— Я ж любил тебя… Мое дитя растишь…
— Молчи! — ответила она. Медленно оглядела его с головы до ног. Юозукас, бывает, провинится и тоже так стоит: руки опустит, ноги сдвинет и голову набок.
— Когда уйдешь?
— Да дня через два, а может, и раньше.
Она показала ему на диван и пошла запереть дверь.
— Погоди, — сказал он, — может, лучше не в доме, а? Может, в сарай пойти?
Отыскала в прихожей старое пальто, платок, еще что-то.
— Идем.
На дворе осмотрелась. Никого. Ни живой души. Он бросил одежду на ровно сложенную поленницу. В темноте снова оживился.
— Слушай… Может, останешься? А? Она молчала. — Что ни говори, а баба ты ладная! Не ста-а-ре-ешь… Да и я еще не женат. Ну?
Потянул ее за руку:
— Вспомним, а?
— Пусти…
Она выдернула руку.
— Ну, ну! Ты теперь на коне. Твоя власть, а я — бродяга бездомный. Может, в ноги бухнуться? Он обнял ее:
— Неужто я чужой тебе? Или обнимал не так? Она с силой оттолкнула Антанаса и вышла из сарая.
— Ну, ну! — услышала вдогонку.
Что-то подступало к горлу, подымалось все выше и выше. Она вбежала в комнату, села на пол, там, где постелила себе, и чувствовала, что сейчас заплачет.
На кровати зашевелился Римукас.
— Я боюсь один, — тихо сказал он. — Ты так долго не приходила.
Слова не могла вымолвить. Зачем она взяла ребенка?
— Они еще нескоро вернутся? Она молчала.
— Теперь ты будешь моя мама?
Протянула руку, погладила его белые волосы и с трудом проговорила:
— Спи…
Он лег, укрылся и затих.
Она еще боялась признаться себе, что не приведет Юозукаса, не ходить ему в школу еще по крайней мере год, пока этот не подрастет немного.
Что-то подымалось, подступало к горлу. Она ткнулась в подушку и всхлипнула.
— Нет! — сказала она.
Ее неотступно мучила одна и та же мысль: «Зачем я пошла в деревню?»
Эта мысль точила, грызла и не давала покоя. Снова цвели липы. Их желтый запах перебил черную вонь пожарищ, неистребимую, стойкую, как смрад над болотом. Что человеку прежде всего надо? Поесть.

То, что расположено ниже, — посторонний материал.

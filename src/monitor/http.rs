// src/monitor/http.rs
//! Lightweight metadata fetch used to fingerprint a source without ingesting it.

use anyhow::{Context, Result};
use reqwest::header::{CONTENT_LENGTH, ETAG, LAST_MODIFIED};
use reqwest::Client;
use sha2::{Digest, Sha256};
use std::time::Duration;

use crate::config::CheckMethod;

#[derive(Debug, Clone, PartialEq, Eq)]
pub struct Metadata {
    /// Hex SHA-256 fingerprint.
    pub hash: String,
    pub last_modified: Option<String>,
    pub size: Option<u64>,
}

#[async_trait::async_trait]
pub trait MetadataChecker: Send + Sync {
    async fn check(&self, url: &str, method: CheckMethod) -> Result<Metadata>;
}

pub fn sha256_hex(parts: &[&[u8]]) -> String {
    let mut hasher = Sha256::new();
    for p in parts {
        hasher.update(p);
        // separator so ("ab","c") and ("a","bc") differ
        hasher.update([0u8]);
    }
    format!("{:x}", hasher.finalize())
}

pub struct HttpMetadataChecker {
    client: Client,
    timeout: Duration,
}

impl HttpMetadataChecker {
    pub fn new(timeout: Duration) -> Result<Self> {
        let client = Client::builder()
            .user_agent(concat!("apl-sync/", env!("CARGO_PKG_VERSION")))
            .build()
            .context("building HTTP client")?;
        Ok(Self { client, timeout })
    }

    async fn head(&self, url: &str) -> Result<reqwest::Response> {
        self.client
            .head(url)
            .timeout(self.timeout)
            .send()
            .await
            .with_context(|| format!("HEAD {url}"))?
            .error_for_status()
            .with_context(|| format!("HEAD {url}"))
    }

    /// Full-content fingerprint: SHA-256 of the response body.
    async fn body_fingerprint(&self, url: &str) -> Result<Metadata> {
        let rsp = self
            .client
            .get(url)
            .timeout(self.timeout)
            .send()
            .await
            .with_context(|| format!("GET {url}"))?
            .error_for_status()
            .with_context(|| format!("GET {url}"))?;
        let last_modified = header_str(&rsp, LAST_MODIFIED);
        let body = rsp.bytes().await.with_context(|| format!("reading body of {url}"))?;
        Ok(Metadata {
            hash: sha256_hex(&[&body[..]]),
            last_modified,
            size: Some(body.len() as u64),
        })
    }
}

fn header_str(rsp: &reqwest::Response, name: reqwest::header::HeaderName) -> Option<String> {
    rsp.headers()
        .get(name)
        .and_then(|v| v.to_str().ok())
        .map(|s| s.trim().to_string())
}

fn head_fingerprint(last_modified: Option<&str>, size: Option<u64>) -> String {
    let size = size.map(|n| n.to_string()).unwrap_or_default();
    sha256_hex(&[last_modified.unwrap_or("").as_bytes(), size.as_bytes()])
}

#[async_trait::async_trait]
impl MetadataChecker for HttpMetadataChecker {
    async fn check(&self, url: &str, method: CheckMethod) -> Result<Metadata> {
        match method {
            CheckMethod::Head | CheckMethod::Etag => {
                let rsp = self.head(url).await?;
                let last_modified = header_str(&rsp, LAST_MODIFIED);
                let size = header_str(&rsp, CONTENT_LENGTH).and_then(|s| s.parse().ok());
                let etag = header_str(&rsp, ETAG).filter(|_| method == CheckMethod::Etag);
                let hash = match (etag, &last_modified, size) {
                    (Some(tag), _, _) => sha256_hex(&[b"etag".as_slice(), tag.as_bytes()]),
                    // no validators at all: only the body can tell versions apart
                    (None, None, None) => {
                        tracing::debug!(target: "monitor", url, "HEAD carries no validators, hashing body");
                        return self.body_fingerprint(url).await;
                    }
                    (None, lm, size) => head_fingerprint(lm.as_deref(), size),
                };
                Ok(Metadata {
                    hash,
                    last_modified,
                    size,
                })
            }
            CheckMethod::Get => self.body_fingerprint(url).await,
        }
    }
}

«Он небось голодный, мой мальчик. Зачем я пошла в деревню?» Не уйди она, все было бы иначе. Может быть, хотя трудно сказать… Что, не нацепили бы на евреев желтые звезды? Что, не загнали бы в лагеря, мужчин — отдельно, женщин с детьми и стариками — отдельно?
Нет, нет! Ничего бы не изменилось, разве ей одной сладить?.. Нет. Но мальчика она бы оставила при себе, как оставила сына нотариусов. Она бы кормила его: такому мальчику — всего год, как в школу ходит, — такому человечку растущему первым делом надо поесть.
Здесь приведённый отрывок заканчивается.